There are two talking points President Obama keeps on using when discussing his health care plan (although that stretches the term a little) to which the French Cowboy would like to say something.

One: Obama’s lamenting the fact that when someone without health insurance needs emergency treatment “the rest of us have to pay for it.” Well, this is true, of course, at least in those cases in which the patient really won’t pay for the treatment. Yet Obama implies that under his health care system “the rest of us” won’t have to pay for other people’s treatment or, put differently, that everyone will pay for his own visit to the ER. This, of course, is blatantly false. The entire concept of the health care ‘reform’ Obama is trying to push down the American people’s throat is based on the idea of nation-wide (mandatory) solidarity: All pay into the pool of money (or rather debt) and all get something out of it. Some will pay more into the pot than they get out of it and cover the cost created by those who pay less than the actual cost for their treatments. Obama’s hope is that precisely because some – namely the rich and the healthy – will be forced to participate in this scheme there will be a reduction in health care costs for enough other people to keep him popular.

The difference between the current situation in which, in theory, an uninsured person’s emergency treatment is paid by “the rest of us” and the plan Obama has, is that in the latter case everyone will be enrolled into a nation-wide insurance contract whether they like it or not. Also, a gigantic government bureaucracy will be set into place in order to pursue the Sisyphean goal of reducing health care costs. What will not change is the fact that some pay the medical costs of others.

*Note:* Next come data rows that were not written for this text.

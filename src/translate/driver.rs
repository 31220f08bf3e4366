use crate::model::ActionList;
use crate::translate::assembler::{ActionAssembler, read_arguments, skip_element_with_container};
use crate::translate::cursor::{EventCursor, XmlEvent};
use crate::translate::vocabulary::*;
use crate::translate::{TranslateError, TranslateResult};
use crate::variable::VariableContext;
use std::fs::File;
use std::io::{BufRead, BufReader};
use std::path::Path;
use tracing::{info, warn};

/// 翻译产物 - 按出现顺序排列的线程组及其动作列表
#[derive(Debug, Default, PartialEq)]
pub struct TranslatedPlan {
    groups: Vec<(String, ActionList)>,
}

impl TranslatedPlan {
    pub fn new() -> Self {
        Self::default()
    }

    pub fn groups(&self) -> &[(String, ActionList)] {
        &self.groups
    }

    pub fn get(&self, name: &str) -> Option<&ActionList> {
        self.groups
            .iter()
            .find(|(group, _)| group == name)
            .map(|(_, list)| list)
    }

    pub fn len(&self) -> usize {
        self.groups.len()
    }

    pub fn is_empty(&self) -> bool {
        self.groups.is_empty()
    }

    /// 登记一个线程组，同名时后者覆盖前者
    pub fn insert(&mut self, name: impl Into<String>, list: ActionList) {
        let name = name.into();
        if let Some(pos) = self.groups.iter().position(|(group, _)| *group == name) {
            warn!("duplicate group '{}', keeping the later definition", name);
            self.groups.remove(pos);
        }
        self.groups.push((name, list));
    }
}

/// 翻译驱动器 - 遍历文档顶层，逐线程组调用装配器
///
/// 驱动器本身只认识计划级节点：根级变量声明和线程组。
/// 每个线程组得到一个独立的装配器，组内绑定不跨组泄漏。
pub struct TranslationDriver {
    seed: VariableContext,
}

impl Default for TranslationDriver {
    fn default() -> Self {
        Self::new()
    }
}

impl TranslationDriver {
    pub fn new() -> Self {
        Self {
            seed: VariableContext::new(),
        }
    }

    /// 预置外部变量（如环境配置文件的绑定）
    pub fn with_seed(seed: VariableContext) -> Self {
        Self { seed }
    }

    /// 翻译一个测试计划文件
    pub fn translate_file(&self, path: impl AsRef<Path>) -> TranslateResult<TranslatedPlan> {
        let path = path.as_ref();
        if !path.exists() {
            return Err(TranslateError::InputNotFound(path.to_path_buf()));
        }
        info!("translating {}", path.display());
        let reader = BufReader::new(File::open(path)?);
        self.translate(EventCursor::new(reader))
    }

    /// 翻译内存中的测试计划文本
    pub fn translate_content(&self, content: &str) -> TranslateResult<TranslatedPlan> {
        self.translate(EventCursor::new(content.as_bytes()))
    }

    fn translate<R: BufRead>(&self, mut cursor: EventCursor<R>) -> TranslateResult<TranslatedPlan> {
        let mut plan = TranslatedPlan::new();
        let mut root_vars: Vec<(String, String)> = Vec::new();

        loop {
            let event = cursor.next()?;
            match &event {
                XmlEvent::Start(tag) => match tag.name.as_str() {
                    // 根节点和容器：下探
                    TAG_TEST_PLAN_ROOT | TAG_HASH_TREE => {}
                    TAG_TEST_PLAN => {
                        root_vars.extend(read_plan_variables(&mut cursor)?);
                    }
                    TAG_ARGUMENTS => {
                        for (name, value, _) in read_arguments(&mut cursor, TAG_ARGUMENTS)? {
                            root_vars.push((name, value));
                        }
                    }
                    TAG_THREAD_GROUP => {
                        let name = tag.attr(ATTR_TESTNAME).ok_or_else(|| {
                            TranslateError::MalformedInput(
                                "thread group without a test name".to_string(),
                            )
                        })?;
                        let name = name.to_string();
                        cursor.skip_to_end(TAG_THREAD_GROUP)?;
                        let list = self.read_group(&mut cursor, &name, &root_vars)?;
                        info!("group '{}': {} actions", name, list.actions.len());
                        plan.insert(name, list);
                    }
                    other => {
                        warn!("narrowing: element <{}> has no equivalent, skipped", other);
                        skip_element_with_container(&mut cursor, other)?;
                    }
                },
                XmlEvent::Eof => return Ok(plan),
                _ => {}
            }
        }
    }

    /// 消费线程组之后的容器子树
    fn read_group<R: BufRead>(
        &self,
        cursor: &mut EventCursor<R>,
        name: &str,
        root_vars: &[(String, String)],
    ) -> TranslateResult<ActionList> {
        let event = cursor.next()?;
        if event.is_empty_of(TAG_HASH_TREE) {
            return Ok(ActionList::new());
        }
        if !event.is_start_of(TAG_HASH_TREE) {
            return Err(TranslateError::MalformedInput(format!(
                "thread group '{}' not followed by a children container",
                name
            )));
        }
        let mut assembler = ActionAssembler::new(self.seed.clone());
        for (name, value) in root_vars {
            assembler.declare_variable(name, value);
        }
        assembler.assemble(cursor)
    }
}

/// 读取计划节点里的根级变量声明
fn read_plan_variables<R: BufRead>(
    cursor: &mut EventCursor<R>,
) -> TranslateResult<Vec<(String, String)>> {
    let mut vars = Vec::new();
    loop {
        let event = cursor.next()?;
        match &event {
            XmlEvent::Start(tag)
                if tag.name == TAG_ELEMENT_PROP
                    && tag.attr_equals(ATTR_NAME, PROP_USER_DEFINED_VARIABLES) =>
            {
                for (name, value, _) in read_arguments(cursor, TAG_ELEMENT_PROP)? {
                    vars.push((name, value));
                }
            }
            XmlEvent::Start(tag) => cursor.skip_to_end(&tag.name.clone())?,
            XmlEvent::End(end) if end == TAG_TEST_PLAN => return Ok(vars),
            XmlEvent::Eof => {
                return Err(TranslateError::MalformedInput(
                    "stream ended inside the plan node".to_string(),
                ));
            }
            _ => {}
        }
    }
}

What makes less likely the prospect of an overall reduction of health care costs when everybody’s forced to buy some sort of insurance, either through their own means or through social subsidies, is that, not only will the rich and the healthy be pulled in to make net payments, but also those who are currently uninsured. Once enrolled into a national health care system, the formerly uninsured are likely to increase their demand for medical treatment. Both groups – those who have to involuntarily pay for health care themselves and those who will receive health care as a social benefit – will be prone to raise their respective demand for treatment since it’s already paid for anyway and they will never see the money in any other form.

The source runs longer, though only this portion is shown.